## [WHAT THE TASK REQUIRES]
Please reproduce each of the entries below exactly as they appear.

__________

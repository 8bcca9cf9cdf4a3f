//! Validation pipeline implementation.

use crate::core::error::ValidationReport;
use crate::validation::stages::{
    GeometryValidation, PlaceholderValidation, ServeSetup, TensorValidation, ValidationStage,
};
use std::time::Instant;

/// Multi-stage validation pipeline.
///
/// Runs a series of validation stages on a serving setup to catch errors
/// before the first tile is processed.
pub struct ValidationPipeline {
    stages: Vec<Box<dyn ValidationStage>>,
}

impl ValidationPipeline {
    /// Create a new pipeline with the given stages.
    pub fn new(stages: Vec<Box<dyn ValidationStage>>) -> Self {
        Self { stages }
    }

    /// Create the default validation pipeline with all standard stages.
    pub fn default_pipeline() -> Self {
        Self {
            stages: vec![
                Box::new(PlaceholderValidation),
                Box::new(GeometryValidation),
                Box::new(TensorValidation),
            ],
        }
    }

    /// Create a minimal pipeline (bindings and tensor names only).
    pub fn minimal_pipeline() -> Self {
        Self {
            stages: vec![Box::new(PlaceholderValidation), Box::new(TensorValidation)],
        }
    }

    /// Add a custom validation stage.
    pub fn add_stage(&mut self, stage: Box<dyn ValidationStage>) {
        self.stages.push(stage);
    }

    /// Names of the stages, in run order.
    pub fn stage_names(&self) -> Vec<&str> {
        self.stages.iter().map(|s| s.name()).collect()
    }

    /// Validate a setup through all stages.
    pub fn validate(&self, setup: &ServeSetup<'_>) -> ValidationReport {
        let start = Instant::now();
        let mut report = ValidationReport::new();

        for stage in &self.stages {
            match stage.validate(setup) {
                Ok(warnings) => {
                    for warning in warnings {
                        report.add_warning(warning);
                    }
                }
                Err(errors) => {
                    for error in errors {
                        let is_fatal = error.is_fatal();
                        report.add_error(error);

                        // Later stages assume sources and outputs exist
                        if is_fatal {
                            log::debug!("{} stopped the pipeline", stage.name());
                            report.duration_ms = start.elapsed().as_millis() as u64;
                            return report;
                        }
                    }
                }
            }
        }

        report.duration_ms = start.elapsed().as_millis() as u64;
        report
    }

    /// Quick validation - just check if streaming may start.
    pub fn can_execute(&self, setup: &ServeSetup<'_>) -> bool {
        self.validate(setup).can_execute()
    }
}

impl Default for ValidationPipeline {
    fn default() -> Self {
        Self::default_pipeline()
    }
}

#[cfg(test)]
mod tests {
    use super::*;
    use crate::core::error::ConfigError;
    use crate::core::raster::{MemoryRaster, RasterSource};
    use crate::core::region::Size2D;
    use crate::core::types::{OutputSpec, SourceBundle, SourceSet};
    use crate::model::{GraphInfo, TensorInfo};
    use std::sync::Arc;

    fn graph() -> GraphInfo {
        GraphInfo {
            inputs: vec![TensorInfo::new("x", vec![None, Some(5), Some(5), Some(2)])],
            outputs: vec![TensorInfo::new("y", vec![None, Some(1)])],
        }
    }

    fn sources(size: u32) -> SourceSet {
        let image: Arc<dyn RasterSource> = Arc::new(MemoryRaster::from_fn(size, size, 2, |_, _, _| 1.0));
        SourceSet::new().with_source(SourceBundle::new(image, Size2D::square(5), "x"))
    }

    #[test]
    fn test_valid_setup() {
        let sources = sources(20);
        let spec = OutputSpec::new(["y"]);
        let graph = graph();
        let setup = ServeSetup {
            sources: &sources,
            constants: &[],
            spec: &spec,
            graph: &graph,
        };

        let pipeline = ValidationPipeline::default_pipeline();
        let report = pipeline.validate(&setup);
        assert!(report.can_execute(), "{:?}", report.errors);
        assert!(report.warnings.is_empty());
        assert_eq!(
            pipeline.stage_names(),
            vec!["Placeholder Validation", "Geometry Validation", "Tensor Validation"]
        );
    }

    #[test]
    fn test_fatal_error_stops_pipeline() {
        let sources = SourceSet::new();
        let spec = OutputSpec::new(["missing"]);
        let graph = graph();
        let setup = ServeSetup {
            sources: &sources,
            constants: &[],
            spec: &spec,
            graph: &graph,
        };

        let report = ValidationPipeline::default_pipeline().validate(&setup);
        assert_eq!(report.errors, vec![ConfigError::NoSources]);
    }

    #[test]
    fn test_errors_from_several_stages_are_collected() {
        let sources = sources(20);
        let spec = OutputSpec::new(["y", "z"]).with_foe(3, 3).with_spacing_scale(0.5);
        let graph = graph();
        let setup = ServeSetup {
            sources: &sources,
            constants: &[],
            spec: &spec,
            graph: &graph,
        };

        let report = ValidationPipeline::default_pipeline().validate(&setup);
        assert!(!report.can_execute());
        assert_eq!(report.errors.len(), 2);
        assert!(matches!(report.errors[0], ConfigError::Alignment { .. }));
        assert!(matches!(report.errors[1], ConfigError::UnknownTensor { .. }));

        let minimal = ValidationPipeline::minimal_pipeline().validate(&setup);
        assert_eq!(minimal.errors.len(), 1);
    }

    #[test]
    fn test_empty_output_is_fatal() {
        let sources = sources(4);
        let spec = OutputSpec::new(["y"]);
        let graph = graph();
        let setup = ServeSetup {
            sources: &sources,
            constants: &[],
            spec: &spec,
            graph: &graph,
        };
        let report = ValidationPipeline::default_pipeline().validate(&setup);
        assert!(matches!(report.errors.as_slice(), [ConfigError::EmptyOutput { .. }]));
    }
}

__________

## [RESULT FOR THIS EXERCISE]
repository 8bcca9cf9cdf4a3f
//! Validation pipeline implementation.

use crate::core::error::ValidationReport;
use crate::validation::stages::{
    GeometryValidation, PlaceholderValidation, ServeSetup, TensorValidation, ValidationStage,
};
use std::time::Instant;

/// Multi-stage validation pipeline.
///
/// Runs a series of validation stages on a serving setup to catch errors
/// before the first tile is processed.
pub struct ValidationPipeline {
    stages: Vec<Box<dyn ValidationStage>>,
}

impl ValidationPipeline {
    /// Create a new pipeline with the given stages.
    pub fn new(stages: Vec<Box<dyn ValidationStage>>) -> Self {
        Self { stages }
    }

    /// Create the default validation pipeline with all standard stages.
    pub fn default_pipeline() -> Self {
        Self {
            stages: vec![
                Box::new(PlaceholderValidation),
                Box::new(GeometryValidation),
                Box::new(TensorValidation),
            ],
        }
    }

    /// Create a minimal pipeline (bindings and tensor names only).
    pub fn minimal_pipeline() -> Self {
        Self {
            stages: vec![Box::new(PlaceholderValidation), Box::new(TensorValidation)],
        }
    }

    /// Add a custom validation stage.
    pub fn add_stage(&mut self, stage: Box<dyn ValidationStage>) {
        self.stages.push(stage);
    }

    /// Names of the stages, in run order.
    pub fn stage_names(&self) -> Vec<&str> {
        self.stages.iter().map(|s| s.name()).collect()
    }

    /// Validate a setup through all stages.
    pub fn validate(&self, setup: &ServeSetup<'_>) -> ValidationReport {
        let start = Instant::now();
        let mut report = ValidationReport::new();

        for stage in &self.stages {
            match stage.validate(setup) {
                Ok(warnings) => {
                    for warning in warnings {
                        report.add_warning(warning);
                    }
                }
                Err(errors) => {
                    for error in errors {
                        let is_fatal = error.is_fatal();
                        report.add_error(error);

                        // Later stages assume sources and outputs exist
                        if is_fatal {
                            log::debug!("{} stopped the pipeline", stage.name());
                            report.duration_ms = start.elapsed().as_millis() as u64;
                            return report;
                        }
                    }
                }
            }
        }

        report.duration_ms = start.elapsed().as_millis() as u64;
        report
    }

    /// Quick validation - just check if streaming may start.
    pub fn can_execute(&self, setup: &ServeSetup<'_>) -> bool {
        self.validate(setup).can_execute()
    }
}

impl Default for ValidationPipeline {
    fn default() -> Self {
        Self::default_pipeline()
    }
}

#[cfg(test)]
mod tests {
    use super::*;
    use crate::core::error::ConfigError;
    use crate::core::raster::{MemoryRaster, RasterSource};
    use crate::core::region::Size2D;
    use crate::core::types::{OutputSpec, SourceBundle, SourceSet};
    use crate::model::{GraphInfo, TensorInfo};
    use std::sync::Arc;

    fn graph() -> GraphInfo {
        GraphInfo {
            inputs: vec![TensorInfo::new("x", vec![None, Some(5), Some(5), Some(2)])],
            outputs: vec![TensorInfo::new("y", vec![None, Some(1)])],
        }
    }

    fn sources(size: u32) -> SourceSet {
        let image: Arc<dyn RasterSource> = Arc::new(MemoryRaster::from_fn(size, size, 2, |_, _, _| 1.0));
        SourceSet::new().with_source(SourceBundle::new(image, Size2D::square(5), "x"))
    }

    #[test]
    fn test_valid_setup() {
        let sources = sources(20);
        let spec = OutputSpec::new(["y"]);
        let graph = graph();
        let setup = ServeSetup {
            sources: &sources,
            constants: &[],
            spec: &spec,
            graph: &graph,
        };

        let pipeline = ValidationPipeline::default_pipeline();
        let report = pipeline.validate(&setup);
        assert!(report.can_execute(), "{:?}", report.errors);
        assert!(report.warnings.is_empty());
        assert_eq!(
            pipeline.stage_names(),
            vec!["Placeholder Validation", "Geometry Validation", "Tensor Validation"]
        );
    }

    #[test]
    fn test_fatal_error_stops_pipeline() {
        let sources = SourceSet::new();
        let spec = OutputSpec::new(["missing"]);
        let graph = graph();
        let setup = ServeSetup {
            sources: &sources,
            constants: &[],
            spec: &spec,
            graph: &graph,
        };

        let report = ValidationPipeline::default_pipeline().validate(&setup);
        assert_eq!(report.errors, vec![ConfigError::NoSources]);
    }

    #[test]
    fn test_errors_from_several_stages_are_collected() {
        let sources = sources(20);
        let spec = OutputSpec::new(["y", "z"]).with_foe(3, 3).with_spacing_scale(0.5);
        let graph = graph();
        let setup = ServeSetup {
            sources: &sources,
            constants: &[],
            spec: &spec,
            graph: &graph,
        };

        let report = ValidationPipeline::default_pipeline().validate(&setup);
        assert!(!report.can_execute());
        assert_eq!(report.errors.len(), 2);
        assert!(matches!(report.errors[0], ConfigError::Alignment { .. }));
        assert!(matches!(report.errors[1], ConfigError::UnknownTensor { .. }));

        let minimal = ValidationPipeline::minimal_pipeline().validate(&setup);
        assert_eq!(minimal.errors.len(), 1);
    }

    #[test]
    fn test_empty_output_is_fatal() {
        let sources = sources(4);
        let spec = OutputSpec::new(["y"]);
        let graph = graph();
        let setup = ServeSetup {
            sources: &sources,
            constants: &[],
            spec: &spec,
            graph: &graph,
        };
        let report = ValidationPipeline::default_pipeline().validate(&setup);
        assert!(matches!(report.errors.as_slice(), [ConfigError::EmptyOutput { .. }]));
    }
}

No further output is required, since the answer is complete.